References

Restate the problem

I’m going to set a DNA strands that fall into two groups:

First, correct reads that are confirmed by being in the dataset more than once, either directly or via reverse complement.

Second, incorrect reads, which only appear in the dataset one time.

For each incorrect read, there is a correct read that requires exactly one character change to match the incorrect read.

I need to return each incorrect read with its corresponding correct read.

Solution steps

First, I wrote a function to find all the incorrect reads from the list of reads by removing every string that appeared more than one time either directly or as a reverse complement. That function looked like this:

def find_bad_reads(seqs):
    good_reads = []
    bad_reads = []
    for s in seqs:
        bad_reads.append(s)
    for i in range(len(seqs)):
        for j in range(len(seqs)):
            if i != j:
                if seqs[i] == seqs[j]:
                    if i not in good_reads:
                        good_reads.append(i)
                if seqs[i] == Seq.reverse_complement(seqs[j]):
                    if i not in good_reads:
                        # print(sequences[i], " is the reverse complement of ", sequences[j])
                        good_reads.append(i)
    good_reads.sort(reverse = True)
    for k in good_reads:
        del bad_reads[k]
    return bad_reads

Then, I wrote a function to find all the correct reads by keeping only those reads that appear more than once, either directly or as a reverse complement.

def find_good_reads(seqs):
    good_reads = []
    result = []
    for i in range(len(seqs)):
        for j in range(len(seqs)):
            if i != j:
                if seqs[i] == seqs[j]:
                    if i not in good_reads:
                        good_reads.append(i)
                if seqs[i] == Seq.reverse_complement(seqs[j]):
                    if i not in good_reads:
                        # print(sequences[i], " is the reverse complement of ", sequences[j])
                        good_reads.append(i)
    for k in good_reads:
        result.append(seqs[k])
    return result

Next, I wrote a function to find the match each incorrect read with a correct read or its reverse complement that differed by exactly one character.

def corrections(errors, corrects):
    for a in range(len(corrects)):
        corrects.append(Seq.reverse_complement(corrects[a]))
    # print(corrects)
    response = {}
    for s in errors:
        for t in corrects:
            if hamm(s, t) == 1:
                # print(s, "->", t)
                response.update({s: t})
    return response

My answers were incorrect for the sample dataset, but I couldn’t make any progress troubleshooting with the sample dataset, so I submitted two incorrect answers in order to unlock the “Questions” section, where I got the hint that incorrect responses shouldn’t map to other incorrect responses, which was a case I allowed.

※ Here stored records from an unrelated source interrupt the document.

// SPDX-License-Identifier: MIT
//! The tree assembler: skeleton, fan-out, merge, prune, truncate, persist.
//!
//! One call to [`TreeAssembler::build`] produces a complete, consistent
//! tree for a character from three sources of truth: the user's layout
//! snapshot (shape), the actor's selection snapshot (order/visibility),
//! and whatever the content generators report right now.
//!
//! `build` never fails. Store trouble degrades to defaults with a warning,
//! and a failing generator only affects the groups it owns — the rest of
//! the tree assembles normally. The caller is expected to hold rebuilds
//! mutually exclusive (see the scheduler in `hud-runtime`); the store is
//! not assumed concurrency-safe on its own.

#![forbid(unsafe_code)]

use std::sync::Arc;

use ahash::AHashSet;
use hud_core::character::Character;
use hud_core::node::{Group, NodeSource, apply_character_limits};
use hud_core::snapshot::{GroupSelection, LayoutGroup, LayoutSnapshot, SelectionSnapshot};
use hud_core::store::{SnapshotStore, StoreScope};
use tracing::{debug, warn};

use crate::generator::{ActionGenerator, GeneratorOutput, SystemActionProvider};
use crate::merge;

/// A finished assembly: a fresh tree plus the names of generators that
/// failed during the fan-out.
#[derive(Debug, Clone, PartialEq)]
pub struct AssembledTree {
    /// Root categories, ready for presentation.
    pub groups: Vec<Group>,
    /// Generators whose populate call failed this cycle.
    pub failed_generators: Vec<String>,
}

/// Builds HUD trees for one user against one store and one game-system
/// provider.
pub struct TreeAssembler {
    store: Arc<dyn SnapshotStore>,
    provider: Arc<dyn SystemActionProvider>,
    generators: Vec<Arc<dyn ActionGenerator>>,
    user_id: String,
    character_limit: Option<usize>,
}

impl TreeAssembler {
    /// Create an assembler with no built-in generators.
    pub fn new(
        store: Arc<dyn SnapshotStore>,
        provider: Arc<dyn SystemActionProvider>,
        user_id: impl Into<String>,
    ) -> Self {
        Self {
            store,
            provider,
            generators: Vec::new(),
            user_id: user_id.into(),
            character_limit: None,
        }
    }

    /// Register a built-in generator (utility, compendium, macro, ...).
    #[must_use]
    pub fn with_generator(mut self, generator: Arc<dyn ActionGenerator>) -> Self {
        self.generators.push(generator);
        self
    }

    /// Set the category-level default character limit for display names.
    #[must_use]
    pub fn with_character_limit(mut self, limit: usize) -> Self {
        self.character_limit = Some(limit);
        self
    }

    /// The user whose layout this assembler reads and writes.
    pub fn user_id(&self) -> &str {
        &self.user_id
    }

    /// The snapshot store behind this assembler.
    pub fn store(&self) -> &Arc<dyn SnapshotStore> {
        &self.store
    }

    /// Assemble a fresh tree for `character`.
    pub fn build(&self, character: &Character) -> AssembledTree {
        // 1. Skeleton from the layout snapshot.
        let mut layout = self.load_layout();
        let mut roots = layout.skeleton();
        let mut layout_dirty = false;

        // 2. Saved selection for this actor.
        let (selection, selection_writable) = self.load_selection_checked(&character.actor_id);

        // 3. Generator fan-out. Failures are isolated per generator and
        //    scoped to the slots that generator owns.
        let mut out = GeneratorOutput::new();
        let mut failed_generators = Vec::new();
        let mut failed_targets: AHashSet<(String, NodeSource)> = AHashSet::new();

        let system_ids = collect_system_subcategory_ids(&roots);
        if let Err(e) = self.provider.populate(character, &system_ids, &mut out) {
            warn!(error = %e, "system provider failed; keeping previous snapshot actions");
            failed_generators.push("system".to_owned());
            failed_targets.extend(
                system_ids
                    .iter()
                    .map(|id| (id.clone(), NodeSource::System)),
            );
        }
        for generator in &self.generators {
            if let Err(e) = generator.populate(character, &mut out) {
                warn!(
                    generator = generator.name(),
                    error = %e,
                    "generator failed; keeping previous snapshot actions"
                );
                failed_generators.push(generator.name().to_owned());
                failed_targets.extend(
                    generator
                        .targets(character)
                        .into_iter()
                        .map(|t| (t.id, t.source)),
                );
            }
        }

        // 4. Insert newly reported derived groups and remember everything
        //    repopulated this cycle; unreported derived groups get pruned.
        //    Keyed by (parent nest id, child id): the same derived id may
        //    live under several parents, each with its own lifecycle.
        let mut repopulated: AHashSet<(String, String)> = AHashSet::new();
        for (parent_id, spec) in out.derived().to_vec() {
            let Some(parent) = find_group_mut_by_id(&mut roots, &parent_id) else {
                warn!(parent = %parent_id, derived = %spec.id, "derived group parent not in skeleton");
                continue;
            };
            let parent_nest = parent.nest_id.clone();
            repopulated.insert((parent_nest.clone(), spec.id.clone()));
            if !parent.groups.iter().any(|g| g.id == spec.id) {
                parent.push_group(Group::new(&spec.id, &spec.name, spec.source));
            }
            let registered = layout.register_derived(
                &parent_nest,
                LayoutGroup::new(&spec.id, &spec.name, spec.source),
            );
            if registered {
                debug!(parent = %parent_nest, derived = %spec.id, "derived group registered");
                layout_dirty = true;
            }
        }

        // 5. Merge generated slots against the saved selection.
        for root in &mut roots {
            merge_group(root, &selection, &mut out, &failed_targets);
        }
        for (id, source) in out.unclaimed() {
            debug!(id = %id, source = ?source, "generated slot has no matching group");
        }

        // 6. Prune derived groups nothing repopulated.
        for root in &mut roots {
            prune_derived(root, &repopulated, &mut layout, &mut layout_dirty);
        }
        if layout_dirty {
            self.store_layout(&layout);
        }

        // 7. Presentation constraints on the display copies only.
        apply_character_limits(&mut roots, self.character_limit);

        // 8. Persist the new authoritative selection. A degraded load means
        //    the stored blob stays in place for recovery, as with layouts.
        if selection_writable {
            let mut new_selection = SelectionSnapshot::new();
            collect_selection(&roots, &mut new_selection);
            self.store_selection(&character.actor_id, &new_selection);
        } else {
            warn!(actor = %character.actor_id, "selection persist skipped after degraded load");
        }

        AssembledTree {
            groups: roots,
            failed_generators,
        }
    }

    /// Load the user's layout, falling back to the provider's default.
    ///
    /// A missing snapshot is first use: the default is persisted. Store or
    /// decode trouble degrades to the default without overwriting whatever
    /// is persisted.
    pub fn load_layout(&self) -> LayoutSnapshot {
        match self.store.get(StoreScope::UserLayout, &self.user_id) {
            Ok(Some(blob)) => match LayoutSnapshot::decode(&blob) {
                Ok(layout) => layout,
                Err(e) => {
                    warn!(user = %self.user_id, error = %e, "layout snapshot unreadable; using defaults");
                    self.provider.default_layout()
                }
            },
            Ok(None) => {
                let layout = self.provider.default_layout();
                debug!(user = %self.user_id, "no layout snapshot; persisting defaults");
                self.store_layout(&layout);
                layout
            }
            Err(e) => {
                warn!(user = %self.user_id, error = %e, "layout store unavailable; using defaults");
                self.provider.default_layout()
            }
        }
    }

    /// Persist the user's layout. Store trouble is logged, not surfaced.
    pub fn store_layout(&self, layout: &LayoutSnapshot) {
        let blob = match layout.encode() {
            Ok(blob) => blob,
            Err(e) => {
                warn!(user = %self.user_id, error = %e, "layout snapshot not serializable");
                return;
            }
        };
        if let Err(e) = self.store.set(StoreScope::UserLayout, &self.user_id, blob) {
            warn!(user = %self.user_id, error = %e, "layout write skipped");
        }
    }

    /// Load an actor's selection; absent or unreadable means empty.
    pub fn load_selection(&self, actor_id: &str) -> SelectionSnapshot {
        self.load_selection_checked(actor_id).0
    }

    /// As [`load_selection`](Self::load_selection), plus whether the stored
    /// blob may safely be overwritten. An absent snapshot may be; a read
    /// error or corrupt blob degrades to empty but must stay on disk.
    fn load_selection_checked(&self, actor_id: &str) -> (SelectionSnapshot, bool) {
        match self.store.get(StoreScope::ActorSelection, actor_id) {
            Ok(Some(blob)) => match SelectionSnapshot::decode(&blob) {
                Ok(selection) => (selection, true),
                Err(e) => {
                    warn!(actor = %actor_id, error = %e, "selection snapshot unreadable; starting empty");
                    (SelectionSnapshot::new(), false)
                }
            },
            Ok(None) => (SelectionSnapshot::new(), true),
            Err(e) => {
                warn!(actor = %actor_id, error = %e, "selection store unavailable; starting empty");
                (SelectionSnapshot::new(), false)
            }
        }
    }

    /// Persist an actor's selection. Store trouble is logged, not surfaced.
    pub fn store_selection(&self, actor_id: &str, selection: &SelectionSnapshot) {
        let blob = match selection.encode() {
            Ok(blob) => blob,
            Err(e) => {
                warn!(actor = %actor_id, error = %e, "selection snapshot not serializable");
                return;
            }
        };
        if let Err(e) = self.store.set(StoreScope::ActorSelection, actor_id, blob) {
            warn!(actor = %actor_id, error = %e, "selection write skipped");
        }
    }
}

/// Ids of every non-root `system`-typed group, skeleton order.
fn collect_system_subcategory_ids(roots: &[Group]) -> Vec<String> {
    fn walk(group: &Group, out: &mut Vec<String>) {
        for child in &group.groups {
            if child.source == NodeSource::System {
                out.push(child.id.clone());
            }
            walk(child, out);
        }
    }
    let mut ids = Vec::new();
    for root in roots {
        walk(root, &mut ids);
    }
    ids
}

/// Depth-first search for a group by id.
fn find_group_mut_by_id<'a>(roots: &'a mut [Group], id: &str) -> Option<&'a mut Group> {
    for root in roots {
        if root.id == id {
            return Some(root);
        }
        if let Some(found) = find_group_mut_by_id(&mut root.groups, id) {
            return Some(found);
        }
    }
    None
}

fn merge_group(
    group: &mut Group,
    selection: &SelectionSnapshot,
    out: &mut GeneratorOutput,
    failed_targets: &AHashSet<(String, NodeSource)>,
) {
    let saved = selection.entry(&group.nest_id, group.source);

    if group.source == NodeSource::Custom {
        // Custom children are never generator-supplied; they persist
        // verbatim from the snapshot.
        group.actions = merge::materialize(saved);
    } else if failed_targets.contains(&(group.id.clone(), group.source)) {
        group.generator_failed = true;
        group.actions = merge::materialize(saved);
    } else if let Some(records) = out.take_slot(&group.id, group.source) {
        group.actions = merge::reconcile(saved, &records);
    } else {
        // Generator-owned actions are fully replaced each cycle; nothing
        // generated means nothing shown.
        group.actions.clear();
    }

    for child in &mut group.groups {
        merge_group(child, selection, out, failed_targets);
    }
}

fn prune_derived(
    group: &mut Group,
    repopulated: &AHashSet<(String, String)>,
    layout: &mut LayoutSnapshot,
    layout_dirty: &mut bool,
) {
    let parent_nest = group.nest_id.clone();
    group.groups.retain(|child| {
        if child.source == NodeSource::SystemDerived
            && !repopulated.contains(&(parent_nest.clone(), child.id.clone()))
        {
            debug!(parent = %parent_nest, derived = %child.id, "pruning stale derived group");
            if layout.unregister_derived(&parent_nest, &child.id) {
                *layout_dirty = true;
            }
            false
        } else {
            true
        }
    });
    for child in &mut group.groups {
        prune_derived(child, repopulated, layout, layout_dirty);
    }
}

fn collect_selection(roots: &[Group], selection: &mut SelectionSnapshot) {
    for group in roots {
        if !group.actions.is_empty() {
            selection.set_entry(
                group.nest_id.clone(),
                GroupSelection {
                    source: group.source,
                    actions: merge::selection_from_actions(&group.actions),
                },
            );
        }
        collect_selection(&group.groups, selection);
    }
}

Once I fixed that, I got a successful result on my first attempt.

Python concepts

I used a Python dictionary to store the list of corrections because I wanted to take advantage of the dictionary property of not allowing duplicates.

Post-solution notes

Challenges solved so far: 48

How many people solved this before me: 2,410

Time spent on challenge: 1.5 hours of focused work over two days

Most time-consuming facet: Not allowing incorrect reads to match other incorrect reads

Questions from others: This is the hint that led to my being able to solve this challenge:

Solutions from others: I saw several cases of posted responses with notes that they had run into the same issue I had with matching incorrect reads with other incorrect reads.

I also saw solutions made a list of correct reads by simply removing all the bad reads from the list instead of writing a function to find all the good reads based on their appearing more than once like I did. Their approach is much simpler.

Closing thoughts: My code is extremely inefficient. The challenge dataset had 960 DNA reads of 50 base pairs each. My code takes 28 seconds to produce the correct result. 378 of the 960 reads in my dataset were incorrect.